En su juventud, Mujica tomó las
armas, no por odio, sino por amor a su gente, a su país, a la idea de que otro
mundo era posible. Como tupamaro, vivió en la clandestinidad, persiguiendo
sueños de justicia que lo llevaron a las sombras, a los rincones oscuros donde
la esperanza lucha por sobrevivir.
Pero la vida, esa gran maestra de
ironías, lo llevó de la cárcel, donde la oscuridad lo envolvía en sus
interminables días, hasta la presidencia de Uruguay. El Pepe, que había
conocido el sabor amargo de la tortura y el aislamiento, se convirtió en la voz
de un pueblo, en el presidente que no olvida su pasado, que no reniega de su
historia.
Mujica llegó al poder con la
humildad del que sabe que la vida es un viaje, y que el poder no es más que una
estación en ese camino.

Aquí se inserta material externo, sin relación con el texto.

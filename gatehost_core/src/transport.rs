//! Routing layer on top of the raw frame transport.
//!
//! ```text
//!   Client ──send──► Server ──dispatch──► local handlers
//!                      │
//!                      └──relay (broadcast / unicast)──► other clients
//! ```
//!
//! Clients can only talk to the server. The server dispatches what is
//! addressed to it and relays everything else that is not addressed to it
//! alone. Server-role receivers also drop packets whose epoch is too far
//! from their own clock, which bounds replay and clock-skew exposure since
//! the raw transport provides neither ordering nor deduplication.

use gatehost_env::{ChannelFrame, HostContext, NetworkTransport, NodeId};
use serde::{Deserialize, Serialize};
use std::sync::atomic::{AtomicBool, AtomicU64, Ordering};
use std::sync::Arc;
use std::time::Duration;
use tracing::{debug, error, trace, warn};

use crate::callbacks::{CallbackRegistry, PacketHandler};
use crate::error::LifecycleError;
use crate::fault::isolate;
use crate::packet::{epoch_of, Packet, PacketKind, EPOCH_TICKS_PER_MS};

/// The part an endpoint plays in a session.
#[derive(Debug, Clone, Copy, PartialEq, Eq, Hash, Serialize, Deserialize)]
pub enum Role {
    /// Authority without a local player
    DedicatedServer,
    /// Authority hosting a local player
    ListenServer,
    /// Authority without any peer
    SinglePlayer,
    /// Replica connected to a server
    Client,
}

impl Role {
    /// Server-like roles hold the canonical registry.
    pub fn is_server(&self) -> bool {
        !matches!(self, Role::Client)
    }

    pub fn has_peers(&self) -> bool {
        !matches!(self, Role::SinglePlayer)
    }

    pub fn name(&self) -> &'static str {
        match self {
            Role::DedicatedServer => "dedicated_server",
            Role::ListenServer => "listen_server",
            Role::SinglePlayer => "single_player",
            Role::Client => "client",
        }
    }
}

impl std::fmt::Display for Role {
    fn fmt(&self, f: &mut std::fmt::Formatter<'_>) -> std::fmt::Result {
        write!(f, "{}", self.name())
    }
}

/// Why an incoming frame did not reach any handler.
#[derive(Debug, Clone, Copy, PartialEq, Eq)]
pub enum DropReason {
    WrongChannel,
    Unregistered,
    Undecodable,
    OwnPacket,
    NotAddressed,
    WrongNamespace,
    Stale,
}

/// Result of processing one incoming frame.
#[derive(Debug, Clone, Copy, PartialEq, Eq)]
pub enum Received {
    /// Passed validation. `handlers` were invoked, `relayed` copies queued.
    Accepted { handlers: usize, relayed: usize },
    Dropped(DropReason),
}

/// Counters kept by a transport, readable from any thread.
#[derive(Debug, Default)]
struct Counters {
    sent: AtomicU64,
    received: AtomicU64,
    dropped: AtomicU64,
    stale: AtomicU64,
    relayed: AtomicU64,
    handler_faults: AtomicU64,
    send_failures: AtomicU64,
}

/// Plain copy of the transport counters.
#[derive(Debug, Clone, Copy, Default, PartialEq, Eq, Serialize)]
pub struct TransportStats {
    pub sent: u64,
    pub received: u64,
    pub dropped: u64,
    pub stale: u64,
    pub relayed: u64,
    pub handler_faults: u64,
    pub send_failures: u64,
}

/// Request/response routing over an unreliable frame transport.
pub struct Transport<Ctx, Net>
where
    Ctx: HostContext,
    Net: NetworkTransport,
{
    ctx: Arc<Ctx>,
    net: Arc<Net>,
    role: Role,
    channel: u16,
    namespace: String,
    stale_after_ticks: AtomicU64,
    registered: AtomicBool,
    callbacks: CallbackRegistry,
    counters: Counters,
}

impl<Ctx, Net> Transport<Ctx, Net>
where
    Ctx: HostContext,
    Net: NetworkTransport,
{
    pub fn new(
        ctx: Arc<Ctx>,
        net: Arc<Net>,
        role: Role,
        channel: u16,
        namespace: impl Into<String>,
    ) -> Self {
        Self {
            ctx,
            net,
            role,
            channel,
            namespace: namespace.into(),
            stale_after_ticks: AtomicU64::new(10_000 * EPOCH_TICKS_PER_MS),
            registered: AtomicBool::new(false),
            callbacks: CallbackRegistry::new(),
            counters: Counters::default(),
        }
    }

    pub fn register(&self) -> Result<(), LifecycleError> {
        if !self.role.has_peers() {
            return Err(LifecycleError::NoPeers(self.role.name()));
        }
        self.registered
            .compare_exchange(false, true, Ordering::AcqRel, Ordering::Acquire)
            .map_err(|_| LifecycleError::AlreadyRegistered)?;
        debug!(
            role = %self.role,
            channel = self.channel,
            namespace = %self.namespace,
            "transport registered"
        );
        Ok(())
    }

    /// Unregisters and forgets every handler.
    pub fn unregister(&self) -> Result<(), LifecycleError> {
        self.registered
            .compare_exchange(true, false, Ordering::AcqRel, Ordering::Acquire)
            .map_err(|_| LifecycleError::NotRegistered)?;
        self.callbacks.clear();
        debug!(role = %self.role, "transport unregistered");
        Ok(())
    }

    pub fn is_registered(&self) -> bool {
        self.registered.load(Ordering::Acquire)
    }

    /// Registers `handler` for `kind`. No-op while unregistered or if the
    /// same handler is already registered for that kind.
    pub fn on(&self, kind: PacketKind, handler: PacketHandler) -> bool {
        self.is_registered() && self.callbacks.add(kind, handler)
    }

    pub fn off(&self, kind: PacketKind, handler: &PacketHandler) -> bool {
        self.is_registered() && self.callbacks.remove(kind, handler)
    }

    pub fn set_stale_threshold(&self, threshold: Duration) {
        let ticks = u64::try_from(threshold.as_millis())
            .unwrap_or(u64::MAX)
            .saturating_mul(EPOCH_TICKS_PER_MS);
        self.stale_after_ticks.store(ticks, Ordering::Relaxed);
    }

    pub fn role(&self) -> Role {
        self.role
    }

    pub fn local_id(&self) -> NodeId {
        self.net.local_id()
    }

    pub fn server_id(&self) -> NodeId {
        self.net.server_id()
    }

    pub fn namespace(&self) -> &str {
        &self.namespace
    }

    /// Current time in packet epoch ticks.
    pub fn epoch_now(&self) -> u64 {
        epoch_of(self.ctx.system_time())
    }

    /// Stamps, addresses and transmits `packet`.
    ///
    /// Returns the number of endpoints the frame was queued for. Encoding
    /// and network failures are logged and yield `Ok(0)`; only lifecycle
    /// violations are errors.
    pub fn send(&self, packet: &mut Packet) -> Result<usize, LifecycleError> {
        self.send_routed(packet, None)
    }

    fn send_routed(
        &self,
        packet: &mut Packet,
        except: Option<NodeId>,
    ) -> Result<usize, LifecycleError> {
        if !self.is_registered() {
            return Err(LifecycleError::NotRegistered);
        }

        let me = self.net.local_id();
        let server = self.net.server_id();
        if packet.broadcast || packet.target.is_unset() {
            packet.target = server;
        }
        packet.stamp(me, &self.namespace, self.epoch_now());

        let bytes = match packet.encode() {
            Ok(bytes) => bytes,
            Err(e) => {
                error!(kind = ?packet.kind, error = %e, "failed to encode packet");
                self.counters.send_failures.fetch_add(1, Ordering::Relaxed);
                return Ok(0);
            }
        };
        let frame = ChannelFrame::new(self.channel, bytes);

        let queued = if self.role.is_server() && packet.broadcast {
            self.net.broadcast(frame, except)
        } else {
            // Clients always go through the server, whatever the target.
            let destination = if self.role.is_server() { packet.target } else { server };
            match self.net.send(destination, frame) {
                Ok(()) => 1,
                Err(e) => {
                    warn!(kind = ?packet.kind, target = %destination, error = %e, "send failed");
                    self.counters.send_failures.fetch_add(1, Ordering::Relaxed);
                    0
                }
            }
        };

        self.counters.sent.fetch_add(queued as u64, Ordering::Relaxed);
        trace!(
            kind = ?packet.kind,
            target = %packet.target,
            broadcast = packet.broadcast,
            phase = packet.phase(),
            queued,
            "packet sent"
        );
        Ok(queued)
    }

    /// Validates an incoming frame, dispatches it and, on a server, relays it.
    pub fn on_packet_received(&self, from: NodeId, frame: ChannelFrame) -> Received {
        let outcome = self.receive(from, frame);
        match outcome {
            Received::Accepted { .. } => {
                self.counters.received.fetch_add(1, Ordering::Relaxed);
            }
            Received::Dropped(DropReason::Stale) => {
                self.counters.stale.fetch_add(1, Ordering::Relaxed);
            }
            Received::Dropped(_) => {
                self.counters.dropped.fetch_add(1, Ordering::Relaxed);
            }
        }
        outcome
    }

    fn receive(&self, from: NodeId, frame: ChannelFrame) -> Received {
        if frame.channel != self.channel {
            return Received::Dropped(DropReason::WrongChannel);
        }
        if !self.is_registered() {
            return Received::Dropped(DropReason::Unregistered);
        }

        let packet = match Packet::decode(&frame.payload) {
            Ok(packet) => packet,
            Err(e) => {
                warn!(
                    from = %from,
                    bytes = frame.size(),
                    error = %e,
                    "dropping undecodable packet"
                );
                return Received::Dropped(DropReason::Undecodable);
            }
        };

        let me = self.net.local_id();
        if packet.sender() == me {
            return Received::Dropped(DropReason::OwnPacket);
        }
        let addressed = packet.broadcast || packet.target == me;
        if !addressed && !self.role.is_server() {
            return Received::Dropped(DropReason::NotAddressed);
        }
        if packet.namespace() != self.namespace {
            return Received::Dropped(DropReason::WrongNamespace);
        }
        if self.role.is_server()
            && packet.age(self.epoch_now()) > self.stale_after_ticks.load(Ordering::Relaxed)
        {
            // Expected under jitter; not logged.
            return Received::Dropped(DropReason::Stale);
        }

        let handlers = if addressed { self.dispatch(&packet) } else { 0 };

        let mut relayed = 0;
        if self.role.is_server() && (packet.broadcast || packet.target != me) {
            let mut copy = packet.forward(packet.target, packet.broadcast);
            let origin = packet.sender();
            match self.send_routed(&mut copy, Some(origin)) {
                Ok(n) => relayed = n,
                // Unregistered by a handler mid-dispatch; nothing to relay through.
                Err(_) => relayed = 0,
            }
            self.counters.relayed.fetch_add(relayed as u64, Ordering::Relaxed);
        }

        Received::Accepted { handlers, relayed }
    }

    fn dispatch(&self, packet: &Packet) -> usize {
        let handlers = self.callbacks.snapshot(packet.kind);
        for (index, handler) in handlers.iter().enumerate() {
            if let Err(fault) = isolate(|| handler(packet)) {
                self.counters.handler_faults.fetch_add(1, Ordering::Relaxed);
                error!(
                    kind = ?packet.kind,
                    sender = %packet.sender(),
                    target = %packet.target,
                    broadcast = packet.broadcast,
                    phase = packet.phase(),
                    handler = index,
                    %fault,
                    "packet handler failed"
                );
            }
        }
        handlers.len()
    }

    /// Drains every frame currently queued on the raw transport.
    pub fn pump(&self) -> usize {
        let mut processed = 0;
        while let Some((from, frame)) = self.net.try_recv() {
            self.on_packet_received(from, frame);
            processed += 1;
        }
        processed
    }

    /// Receives until the raw transport closes.
    pub async fn run_receive_loop(self: Arc<Self>) {
        while let Some((from, frame)) = self.net.recv().await {
            self.on_packet_received(from, frame);
        }
        debug!(role = %self.role, "receive loop ended");
    }

    pub fn stats(&self) -> TransportStats {
        let c = &self.counters;
        TransportStats {
            sent: c.sent.load(Ordering::Relaxed),
            received: c.received.load(Ordering::Relaxed),
            dropped: c.dropped.load(Ordering::Relaxed),
            stale: c.stale.load(Ordering::Relaxed),
            relayed: c.relayed.load(Ordering::Relaxed),
            handler_faults: c.handler_faults.load(Ordering::Relaxed),
            send_failures: c.send_failures.load(Ordering::Relaxed),
        }
    }
}
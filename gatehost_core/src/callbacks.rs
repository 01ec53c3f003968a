//! Kind → handler multimap used by the transport.
//!
//! One mutex guards structural changes. Dispatch clones the handler list for
//! a kind under that mutex and invokes the copy after releasing it, so a
//! handler may (un)register handlers, and registration never waits on a
//! running handler.

use std::collections::HashMap;
use std::sync::{Arc, Mutex, MutexGuard, PoisonError};

use crate::error::HandlerError;
use crate::packet::{Packet, PacketKind};

/// A registered packet handler. Identity is the `Arc` allocation.
pub type PacketHandler = Arc<dyn Fn(&Packet) -> Result<(), HandlerError> + Send + Sync>;

/// Wraps a closure as a [`PacketHandler`].
pub fn handler<F>(f: F) -> PacketHandler
where
    F: Fn(&Packet) -> Result<(), HandlerError> + Send + Sync + 'static,
{
    Arc::new(f)
}

#[derive(Default)]
pub struct CallbackRegistry {
    handlers: Mutex<HashMap<PacketKind, Vec<PacketHandler>>>,
}

impl CallbackRegistry {
    pub fn new() -> Self {
        Self::default()
    }

    /// Adds `handler` for `kind`. Returns false if it was already present.
    pub fn add(&self, kind: PacketKind, handler: PacketHandler) -> bool {
        let mut map = self.lock();
        let list = map.entry(kind).or_default();
        if list.iter().any(|h| Arc::ptr_eq(h, &handler)) {
            return false;
        }
        list.push(handler);
        true
    }

    /// Removes `handler` for `kind`. Returns false if it was not present.
    pub fn remove(&self, kind: PacketKind, handler: &PacketHandler) -> bool {
        let mut map = self.lock();
        let Some(list) = map.get_mut(&kind) else {
            return false;
        };
        let before = list.len();
        list.retain(|h| !Arc::ptr_eq(h, handler));
        let removed = list.len() != before;
        if list.is_empty() {
            map.remove(&kind);
        }
        removed
    }

    /// Copy of the handler list for `kind`, in registration order.
    pub fn snapshot(&self, kind: PacketKind) -> Vec<PacketHandler> {
        self.lock().get(&kind).cloned().unwrap_or_default()
    }

    pub fn clear(&self) {
        self.lock().clear();
    }

    pub fn count(&self, kind: PacketKind) -> usize {
        self.lock().get(&kind).map_or(0, Vec::len)
    }

    fn lock(&self) -> MutexGuard<'_, HashMap<PacketKind, Vec<PacketHandler>>> {
        // Handlers never run under this lock, so a poisoned map is still consistent.
        self.handlers.lock().unwrap_or_else(PoisonError::into_inner)
    }
}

Desde su pequeña chagra, con su mate en la mano,
gobernó con el corazón en la tierra y los ojos en el cielo. No quiso lujos, ni
honores, solo quiso ser un hombre entre hombres, un presidente que vivía como
su pueblo, que compartía sus alegrías y sus dolores.
"El Pepe" es la
encarnación de la utopía, no como un sueño inalcanzable, sino como un camino
que se recorre paso a paso, con los pies en el barro y la mirada firme en el
horizonte. Mujica, el presidente que un día fue tupamaro, es la prueba viviente
de que la historia la escriben los que luchan, los que resisten, los que, como
él, nunca dejan de creer en la humanidad.
Jorge Alberto Narváez Ceballos.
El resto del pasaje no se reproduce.